## BRIEF
Where in the records does the word "None" occur? Copy each line in which it does.

## SOURCE MATERIAL
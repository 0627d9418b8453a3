//! In-memory subscription lifecycle synchronizer.

use std::collections::{HashMap, HashSet};

use async_trait::async_trait;
use tokio::sync::RwLock;

use crate::ports::{
    SubscriptionLifecycleSynchronizer, SubscriptionSyncParams, SyncError, SyncOutcome,
};

/// Local view of a provider subscription.
#[derive(Debug, Clone, PartialEq, Eq)]
pub struct SubscriptionRecord {
    pub provider_subscription_id: String,
    pub tenant_id: String,
    pub status: String,
    pub customer_id: Option<String>,
    pub current_period_end: Option<i64>,
    pub cancel_at_period_end: bool,
    pub last_event_id: String,
}

#[derive(Default)]
struct State {
    records: HashMap<String, SubscriptionRecord>,
    applied_events: HashSet<String>,
}

/// Upserts subscription records by provider subscription id.
///
/// A replayed event id is reported as `AlreadyProcessed`. A record owned by
/// another tenant is never overwritten.
#[derive(Default)]
pub struct InMemorySubscriptionSynchronizer {
    state: RwLock<State>,
}

impl InMemorySubscriptionSynchronizer {
    pub fn new() -> Self {
        Self::default()
    }

    pub async fn get(&self, provider_subscription_id: &str) -> Option<SubscriptionRecord> {
        self.state
            .read()
            .await
            .records
            .get(provider_subscription_id)
            .cloned()
    }
}

#[async_trait]
impl SubscriptionLifecycleSynchronizer for InMemorySubscriptionSynchronizer {
    async fn sync_subscription_from_webhook(
        &self,
        params: SubscriptionSyncParams,
    ) -> Result<SyncOutcome<()>, SyncError> {
        let mut guard = self.state.write().await;
        let state = &mut *guard;

        let event_key = format!("{}:{}", params.provider_subscription_id, params.event_id);
        if state.applied_events.contains(&event_key) {
            return Ok(SyncOutcome::AlreadyProcessed);
        }

        let status = if params.event_type == "customer.subscription.deleted" {
            Some("canceled".to_string())
        } else {
            params.status.clone()
        };

        match state.records.get_mut(&params.provider_subscription_id) {
            Some(record) => {
                if record.tenant_id != params.tenant_id {
                    return Err(SyncError::InvalidTransition(format!(
                        "subscription {} belongs to another tenant",
                        params.provider_subscription_id
                    )));
                }
                if let Some(status) = status {
                    record.status = status;
                }
                if params.customer_id.is_some() {
                    record.customer_id = params.customer_id.clone();
                }
                if params.current_period_end.is_some() {
                    record.current_period_end = params.current_period_end;
                }
                if let Some(cancel) = params.cancel_at_period_end {
                    record.cancel_at_period_end = cancel;
                }
                record.last_event_id = params.event_id.clone();
            }
            None => {
                let record = SubscriptionRecord {
                    provider_subscription_id: params.provider_subscription_id.clone(),
                    tenant_id: params.tenant_id.clone(),
                    status: status.unwrap_or_else(|| "active".to_string()),
                    customer_id: params.customer_id.clone(),
                    current_period_end: params.current_period_end,
                    cancel_at_period_end: params.cancel_at_period_end.unwrap_or(false),
                    last_event_id: params.event_id.clone(),
                };
                state
                    .records
                    .insert(params.provider_subscription_id.clone(), record);
            }
        }

        state.applied_events.insert(event_key);
        Ok(SyncOutcome::Applied(()))
    }
}
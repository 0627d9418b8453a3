//! Webhook domain module.
//!
//! Authentication, decoding, tenant isolation and response classification
//! for billing-provider webhooks.
//!
//! # Module Structure
//!
//! - `verifier` - HMAC-SHA256 signature verification
//! - `event` - Inbound event, envelope decoder, event types
//! - `tenant` - Tenant guard
//! - `outcome` - Request classification
//! - `response_policy` - Classification to HTTP status/body
//! - `errors` - Pre-routing failures
//! - `endpoint` - Per-route configuration

mod endpoint;
mod errors;
mod event;
mod outcome;
mod response_policy;
mod tenant;
mod verifier;

pub use endpoint::EndpointConfig;
pub use errors::WebhookError;
pub use event::{EventData, EventEnvelope, InboundEvent, WebhookEventType, TENANT_METADATA_KEY};
pub use outcome::OutcomeClass;
pub use response_policy::{ResponseBody, ResponsePolicy, WebhookResponse};
pub use tenant::{TenantDecision, TenantGuard};
pub use verifier::{
    compute_signature, signature_header, SignatureHeader, SignatureVerifier,
    DEFAULT_TOLERANCE_SECS,
};

#[cfg(test)]
pub(crate) use event::EventEnvelopeBuilder;
//! HTTP handlers for webhook endpoints.
//!
//! The handler extracts the raw body and signature header, hands them to the
//! endpoint's [`ProcessWebhookHandler`] and renders the response policy's
//! decision. Signature verification needs the bytes exactly as sent, so the
//! body is never parsed as JSON here.

use std::collections::HashMap;
use std::sync::Arc;

use axum::{
    body::Bytes,
    extract::{Path, State},
    http::{HeaderMap, Method, StatusCode},
    response::{IntoResponse, Response},
    Json,
};
use tracing::debug;

use crate::application::handlers::webhook::{ProcessWebhookCommand, ProcessWebhookHandler};
use crate::domain::webhook::{ResponseBody, ResponsePolicy, WebhookError, WebhookResponse};

use super::dto::{ErrorResponse, HealthResponse, ReceivedResponse};

/// Header carrying the provider signature.
pub const SIGNATURE_HEADER: &str = "Stripe-Signature";

// ════════════════════════════════════════════════════════════════════════════════
// Application State
// ════════════════════════════════════════════════════════════════════════════════

/// Mounted webhook endpoints, keyed by provider path segment.
///
/// Each endpoint carries its own secret and tenant, so several tenants can be
/// served from one process.
#[derive(Clone, Default)]
pub struct WebhookAppState {
    endpoints: Arc<HashMap<String, Arc<ProcessWebhookHandler>>>,
}

impl WebhookAppState {
    pub fn new(handlers: impl IntoIterator<Item = ProcessWebhookHandler>) -> Self {
        let endpoints = handlers
            .into_iter()
            .map(|h| (h.provider().to_string(), Arc::new(h)))
            .collect();
        Self {
            endpoints: Arc::new(endpoints),
        }
    }

    pub fn endpoint(&self, provider: &str) -> Option<&Arc<ProcessWebhookHandler>> {
        self.endpoints.get(provider)
    }
}

// ════════════════════════════════════════════════════════════════════════════════
// Handlers
// ════════════════════════════════════════════════════════════════════════════════

/// ANY /webhooks/:provider - Receive a provider webhook.
pub async fn receive_webhook(
    State(state): State<WebhookAppState>,
    Path(provider): Path<String>,
    method: Method,
    headers: HeaderMap,
    body: Bytes,
) -> Response {
    let handler = state.endpoint(&provider);

    if method != Method::POST {
        let err = match handler {
            Some(handler) => handler.reject(WebhookError::MethodNotAllowed),
            None => WebhookError::MethodNotAllowed,
        };
        return render(ResponsePolicy::for_error(&err));
    }

    let Some(handler) = handler else {
        debug!(provider = %provider, "No webhook endpoint mounted for provider");
        let error = ErrorResponse::new("NOT_FOUND", "Unknown webhook endpoint");
        return (StatusCode::NOT_FOUND, Json(error)).into_response();
    };

    // A non-UTF-8 header is present but unusable; let the verifier reject it
    let signature = headers
        .get(SIGNATURE_HEADER)
        .map(|v| String::from_utf8_lossy(v.as_bytes()).into_owned());

    let cmd = ProcessWebhookCommand {
        payload: body,
        signature,
    };

    let response = match handler.handle(cmd).await {
        Ok(result) => ResponsePolicy::for_outcome(result.outcome),
        Err(err) => ResponsePolicy::for_error(&err),
    };
    render(response)
}

/// GET /health - Liveness probe.
pub async fn health() -> impl IntoResponse {
    Json(HealthResponse { status: "ok" })
}

fn render(response: WebhookResponse) -> Response {
    match response.body {
        ResponseBody::Received => (response.status, Json(ReceivedResponse::new())).into_response(),
        ResponseBody::Error {
            error_code,
            message,
        } => (response.status, Json(ErrorResponse::new(error_code, message))).into_response(),
    }
}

## RESULT OF THE EXERCISE
            None => {
            None => WebhookError::MethodNotAllowed,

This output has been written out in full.